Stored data
· · ·

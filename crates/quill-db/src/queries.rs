use crate::Database;
use crate::models::{CommentRow, CommentWithPostRow, PostRow, SessionRow, UserRow};
use anyhow::Result;
use rusqlite::Connection;

impl Database {
    // -- Users --

    pub fn create_user(
        &self,
        id: &str,
        username: &str,
        email: &str,
        password_hash: &str,
    ) -> Result<()> {
        self.with_conn_mut(|conn| {
            conn.execute(
                "INSERT INTO users (id, username, email, password) VALUES (?1, ?2, ?3, ?4)",
                (id, username, email, password_hash),
            )?;
            Ok(())
        })
    }

    pub fn get_user_by_id(&self, id: &str) -> Result<Option<UserRow>> {
        self.with_conn(|conn| query_user(conn, "id", id))
    }

    pub fn get_user_by_email(&self, email: &str) -> Result<Option<UserRow>> {
        self.with_conn(|conn| query_user(conn, "email", email))
    }

    pub fn get_user_by_username(&self, username: &str) -> Result<Option<UserRow>> {
        self.with_conn(|conn| query_user(conn, "username", username))
    }

    /// Full-row update; callers fetch the row first and pass the merged
    /// values back, so a None-field patch never clears a column.
    pub fn update_user(
        &self,
        id: &str,
        username: &str,
        email: &str,
        password_hash: &str,
    ) -> Result<usize> {
        self.with_conn_mut(|conn| {
            let n = conn.execute(
                "UPDATE users SET username = ?2, email = ?3, password = ?4 WHERE id = ?1",
                (id, username, email, password_hash),
            )?;
            Ok(n)
        })
    }

    pub fn delete_user(&self, id: &str) -> Result<usize> {
        self.with_conn_mut(|conn| {
            let n = conn.execute("DELETE FROM users WHERE id = ?1", [id])?;
            Ok(n)
        })
    }

    // -- Posts --

    pub fn insert_post(&self, id: &str, title: &str, body: &str, user_id: &str) -> Result<()> {
        self.with_conn_mut(|conn| {
            conn.execute(
                "INSERT INTO posts (id, title, body, user_id) VALUES (?1, ?2, ?3, ?4)",
                (id, title, body, user_id),
            )?;
            Ok(())
        })
    }

    pub fn get_post(&self, id: &str) -> Result<Option<PostRow>> {
        self.with_conn(|conn| {
            let mut stmt = conn.prepare(
                "SELECT p.id, p.title, p.body, p.user_id, u.username, p.created_at
                 FROM posts p
                 JOIN users u ON p.user_id = u.id
                 WHERE p.id = ?1",
            )?;
            let row = stmt.query_row([id], map_post_row).optional()?;
            Ok(row)
        })
    }

    /// List posts newest-first, optionally scoped to one owner.
    /// Joins users so the author username comes back in the same query.
    pub fn list_posts(&self, owner: Option<&str>) -> Result<Vec<PostRow>> {
        self.with_conn(|conn| match owner {
            Some(user_id) => {
                let mut stmt = conn.prepare(
                    "SELECT p.id, p.title, p.body, p.user_id, u.username, p.created_at
                     FROM posts p
                     JOIN users u ON p.user_id = u.id
                     WHERE p.user_id = ?1
                     ORDER BY p.created_at DESC, p.rowid DESC",
                )?;
                let rows = stmt
                    .query_map([user_id], map_post_row)?
                    .collect::<std::result::Result<Vec<_>, _>>()?;
                Ok(rows)
            }
            None => {
                let mut stmt = conn.prepare(
                    "SELECT p.id, p.title, p.body, p.user_id, u.username, p.created_at
                     FROM posts p
                     JOIN users u ON p.user_id = u.id
                     ORDER BY p.created_at DESC, p.rowid DESC",
                )?;
                let rows = stmt
                    .query_map([], map_post_row)?
                    .collect::<std::result::Result<Vec<_>, _>>()?;
                Ok(rows)
            }
        })
    }

    pub fn update_post(&self, id: &str, title: &str, body: &str) -> Result<usize> {
        self.with_conn_mut(|conn| {
            let n = conn.execute(
                "UPDATE posts SET title = ?2, body = ?3 WHERE id = ?1",
                (id, title, body),
            )?;
            Ok(n)
        })
    }

    pub fn delete_post(&self, id: &str) -> Result<usize> {
        self.with_conn_mut(|conn| {
            let n = conn.execute("DELETE FROM posts WHERE id = ?1", [id])?;
            Ok(n)
        })
    }

    // -- Comments --

    pub fn insert_comment(&self, id: &str, body: &str, user_id: &str, post_id: &str) -> Result<()> {
        self.with_conn_mut(|conn| {
            conn.execute(
                "INSERT INTO comments (id, body, user_id, post_id) VALUES (?1, ?2, ?3, ?4)",
                (id, body, user_id, post_id),
            )?;
            Ok(())
        })
    }

    pub fn get_comment(&self, id: &str) -> Result<Option<CommentRow>> {
        self.with_conn(|conn| {
            let mut stmt = conn.prepare(
                "SELECT c.id, c.body, c.user_id, u.username, c.post_id, c.created_at
                 FROM comments c
                 JOIN users u ON c.user_id = u.id
                 WHERE c.id = ?1",
            )?;
            let row = stmt.query_row([id], map_comment_row).optional()?;
            Ok(row)
        })
    }

    /// Batch-fetch the comment threads for a set of post IDs, in storage
    /// (insertion) order. One query for the whole page of posts.
    pub fn get_comments_for_posts(&self, post_ids: &[String]) -> Result<Vec<CommentRow>> {
        if post_ids.is_empty() {
            return Ok(vec![]);
        }

        self.with_conn(|conn| {
            let placeholders: Vec<String> =
                (1..=post_ids.len()).map(|i| format!("?{}", i)).collect();
            let sql = format!(
                "SELECT c.id, c.body, c.user_id, u.username, c.post_id, c.created_at
                 FROM comments c
                 JOIN users u ON c.user_id = u.id
                 WHERE c.post_id IN ({})
                 ORDER BY c.rowid",
                placeholders.join(", ")
            );

            let mut stmt = conn.prepare(&sql)?;
            let params: Vec<&dyn rusqlite::types::ToSql> = post_ids
                .iter()
                .map(|id| id as &dyn rusqlite::types::ToSql)
                .collect();

            let rows = stmt
                .query_map(params.as_slice(), map_comment_row)?
                .collect::<std::result::Result<Vec<_>, _>>()?;

            Ok(rows)
        })
    }

    /// A user's comments joined to the title of the post each landed on.
    pub fn get_comments_by_user(&self, user_id: &str) -> Result<Vec<CommentWithPostRow>> {
        self.with_conn(|conn| {
            let mut stmt = conn.prepare(
                "SELECT c.id, c.body, c.post_id, p.title, c.created_at
                 FROM comments c
                 JOIN posts p ON c.post_id = p.id
                 WHERE c.user_id = ?1
                 ORDER BY c.rowid",
            )?;
            let rows = stmt
                .query_map([user_id], |row| {
                    Ok(CommentWithPostRow {
                        id: row.get(0)?,
                        body: row.get(1)?,
                        post_id: row.get(2)?,
                        post_title: row.get(3)?,
                        created_at: row.get(4)?,
                    })
                })?
                .collect::<std::result::Result<Vec<_>, _>>()?;
            Ok(rows)
        })
    }

    pub fn delete_comment(&self, id: &str) -> Result<usize> {
        self.with_conn_mut(|conn| {
            let n = conn.execute("DELETE FROM comments WHERE id = ?1", [id])?;
            Ok(n)
        })
    }

    // -- Sessions --

    pub fn insert_session(&self, token: &str, user_id: &str, username: &str) -> Result<()> {
        self.with_conn_mut(|conn| {
            conn.execute(
                "INSERT INTO sessions (token, user_id, username, logged_in) VALUES (?1, ?2, ?3, 1)",
                (token, user_id, username),
            )?;
            Ok(())
        })
    }

    pub fn get_session(&self, token: &str) -> Result<Option<SessionRow>> {
        self.with_conn(|conn| {
            let mut stmt = conn.prepare(
                "SELECT token, user_id, username, logged_in, created_at
                 FROM sessions WHERE token = ?1",
            )?;
            let row = stmt
                .query_row([token], |row| {
                    Ok(SessionRow {
                        token: row.get(0)?,
                        user_id: row.get(1)?,
                        username: row.get(2)?,
                        logged_in: row.get::<_, i64>(3)? != 0,
                        created_at: row.get(4)?,
                    })
                })
                .optional()?;
            Ok(row)
        })
    }

    /// Returns the number of sessions destroyed (0 when the token was
    /// already gone).
    pub fn delete_session(&self, token: &str) -> Result<usize> {
        self.with_conn_mut(|conn| {
            let n = conn.execute("DELETE FROM sessions WHERE token = ?1", [token])?;
            Ok(n)
        })
    }
}

fn query_user(conn: &Connection, column: &str, value: &str) -> Result<Option<UserRow>> {
    // `column` is one of our own identifiers, never caller input.
    let sql = format!(
        "SELECT id, username, email, password, created_at FROM users WHERE {} = ?1",
        column
    );
    let mut stmt = conn.prepare(&sql)?;

    let row = stmt
        .query_row([value], |row| {
            Ok(UserRow {
                id: row.get(0)?,
                username: row.get(1)?,
                email: row.get(2)?,
                password: row.get(3)?,
                created_at: row.get(4)?,
            })
        })
        .optional()?;

    Ok(row)
}

fn map_post_row(row: &rusqlite::Row<'_>) -> std::result::Result<PostRow, rusqlite::Error> {
    Ok(PostRow {
        id: row.get(0)?,
        title: row.get(1)?,
        body: row.get(2)?,
        user_id: row.get(3)?,
        author_username: row.get(4)?,
        created_at: row.get(5)?,
    })
}

fn map_comment_row(row: &rusqlite::Row<'_>) -> std::result::Result<CommentRow, rusqlite::Error> {
    Ok(CommentRow {
        id: row.get(0)?,
        body: row.get(1)?,
        user_id: row.get(2)?,
        author_username: row.get(3)?,
        post_id: row.get(4)?,
        created_at: row.get(5)?,
    })
}

/// Extension trait for optional query results
trait OptionalExt<T> {
    fn optional(self) -> Result<Option<T>>;
}

impl<T> OptionalExt<T> for std::result::Result<T, rusqlite::Error> {
    fn optional(self) -> Result<Option<T>> {
        match self {
            Ok(val) => Ok(Some(val)),
            Err(rusqlite::Error::QueryReturnedNoRows) => Ok(None),
            Err(e) => Err(e.into()),
        }
    }
}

· · ·

- [WORK ORDER]:
Show the lines from the data above that contain the string "CommentWithPostRow".

- [FINAL ANSWER]:
use crate::models::{CommentRow, CommentWithPostRow, PostRow, SessionRow, UserRow};
    pub fn get_comments_by_user(&self, user_id: &str) -> Result<Vec<CommentWithPostRow>> {
                    Ok(CommentWithPostRow {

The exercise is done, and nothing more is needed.